Dataset: Begin

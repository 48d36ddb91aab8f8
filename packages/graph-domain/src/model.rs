//! Transport-friendly graph data shapes shared by every adapter and the HTTP
//! layer. Property bags are always structured JSON at this boundary — an
//! adapter that stores them as an opaque string (the relational adapter) is
//! responsible for the JSON <-> TEXT conversion at its own edge.

use serde::{Deserialize, Serialize};
use serde_json::Value as Json;

fn empty_properties() -> Json {
    Json::Object(serde_json::Map::new())
}

/// A single graph node.
#[derive(Debug, Clone, Serialize, Deserialize, PartialEq)]
pub struct Node {
    pub id: String,
    pub label: String,
    #[serde(default, rename = "type")]
    pub node_type: String,
    #[serde(default = "empty_properties")]
    pub properties: Json,
}

/// A directed edge. Parallel edges sharing `(source_id, target_id)` are
/// forbidden within one graph — the write path deduplicates silently.
#[derive(Debug, Clone, Serialize, Deserialize, PartialEq)]
pub struct Edge {
    pub source_id: String,
    pub target_id: String,
    #[serde(rename = "type")]
    pub edge_type: String,
    #[serde(default)]
    pub label: Option<String>,
    #[serde(default = "empty_properties")]
    pub properties: Json,
}

/// The full, materialized content of one graph.
#[derive(Debug, Clone, Serialize, Deserialize, Default, PartialEq)]
pub struct GraphPayload {
    pub nodes: Vec<Node>,
    pub edges: Vec<Edge>,
}

/// Graph metadata row. Counts are materialized at write time (spec invariant
/// 3) — never computed by a live scan on the read path.
#[derive(Debug, Clone, Serialize, Deserialize, PartialEq)]
pub struct GraphSummary {
    pub id: String,
    pub title: String,
    #[serde(default)]
    pub description: String,
    pub graph_type: String,
    pub node_count: u64,
    pub edge_count: u64,
    pub created_at: chrono::DateTime<chrono::Utc>,
}

/// Per-type histogram plus average degree, returned by `GetGraphStats`.
#[derive(Debug, Clone, Serialize, Deserialize, PartialEq)]
pub struct GraphStats {
    pub node_count: u64,
    pub edge_count: u64,
    pub node_type_histogram: std::collections::BTreeMap<String, u64>,
    pub edge_type_histogram: std::collections::BTreeMap<String, u64>,
    pub average_degree: f64,
}

/// One `(database, default?, status)` row from `ListDatabases`.
#[derive(Debug, Clone, Serialize, Deserialize, PartialEq)]
pub struct DatabaseInfo {
    pub name: String,
    pub is_default: bool,
    pub status: String,
}

/// A single hop-tagged reachable node. Deliberately has no derived `Ord`:
/// the client-visible ordering is `(level, node_id)`, not this struct's
/// field order, and is applied explicitly by `engine_contract::impact::run`
/// rather than relied on implicitly via `sort()`.
#[derive(Debug, Clone, Serialize, Deserialize, PartialEq, Eq)]
pub struct ImpactedNode {
    #[serde(rename = "nodeId")]
    pub node_id: String,
    pub level: u32,
}

/// Result of a bounded forward-reachability query.
#[derive(Debug, Clone, Serialize, Deserialize, PartialEq)]
pub struct ImpactResult {
    pub source_id: String,
    #[serde(rename = "impactedNodes")]
    pub impacted_nodes: Vec<ImpactedNode>,
    pub depth: u32,
    pub elapsed_ms: u64,
    pub engine: String,
}

/// A single row from `ExecuteRawQuery`, tabular and dialect-agnostic at this
/// boundary — column order is preserved from the back-end's own response.
#[derive(Debug, Clone, Serialize, Deserialize, Default, PartialEq)]
pub struct QueryResult {
    pub columns: Vec<String>,
    pub rows: Vec<Vec<Json>>,
    pub elapsed_ms: u64,
}

/// Input for `CreateGraph`: either Mermaid text or an explicit payload, never
/// both (the Mermaid parser is bypassed entirely when `nodes`/`edges` are
/// supplied — spec §4.F).
#[derive(Debug, Clone, Deserialize)]
pub struct CreateGraphRequest {
    pub title: String,
    #[serde(default)]
    pub description: String,
    pub graph_type: String,
    #[serde(default)]
    pub mermaid_code: Option<String>,
    #[serde(default)]
    pub nodes: Option<Vec<Node>>,
    #[serde(default)]
    pub edges: Option<Vec<Edge>>,
}

impl CreateGraphRequest {
    /// Resolve the request into a concrete `GraphPayload`, bypassing the
    /// Mermaid parser when an explicit payload was supplied.
    pub fn explicit_payload(&self) -> Option<GraphPayload> {
        match (&self.nodes, &self.edges) {
            (Some(nodes), Some(edges)) => Some(GraphPayload {
                nodes: nodes.clone(),
                edges: edges.clone(),
            }),
            _ => None,
        }
    }
}

#[cfg(test)]
mod tests {
    use super::*;

    #[test]
    fn node_properties_default_to_empty_object() {
        let json = r#"{"id":"n1","label":"A","type":"Process"}"#;
        let node: Node = serde_json::from_str(json).unwrap();
        assert_eq!(node.properties, Json::Object(Default::default()));
    }

    #[test]
    fn explicit_payload_requires_both_nodes_and_edges() {
        let req = CreateGraphRequest {
            title: "t".into(),
            description: String::new(),
            graph_type: "flowchart".into(),
            mermaid_code: None,
            nodes: Some(vec![]),
            edges: None,
        };
        assert!(req.explicit_payload().is_none());
    }
}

Dataset: End

Nothing but the lines above from the one containing "its own edge." through the one containing "A directed edge." should appear in the answer, each repeated exactly.

#### [Answer for this exercise]
//! responsible for the JSON <-> TEXT conversion at its own edge.

use serde::{Deserialize, Serialize};
use serde_json::Value as Json;

fn empty_properties() -> Json {
    Json::Object(serde_json::Map::new())
}

/// A single graph node.
#[derive(Debug, Clone, Serialize, Deserialize, PartialEq)]
pub struct Node {
    pub id: String,
    pub label: String,
    #[serde(default, rename = "type")]
    pub node_type: String,
    #[serde(default = "empty_properties")]
    pub properties: Json,
}

/// A directed edge. Parallel edges sharing `(source_id, target_id)` are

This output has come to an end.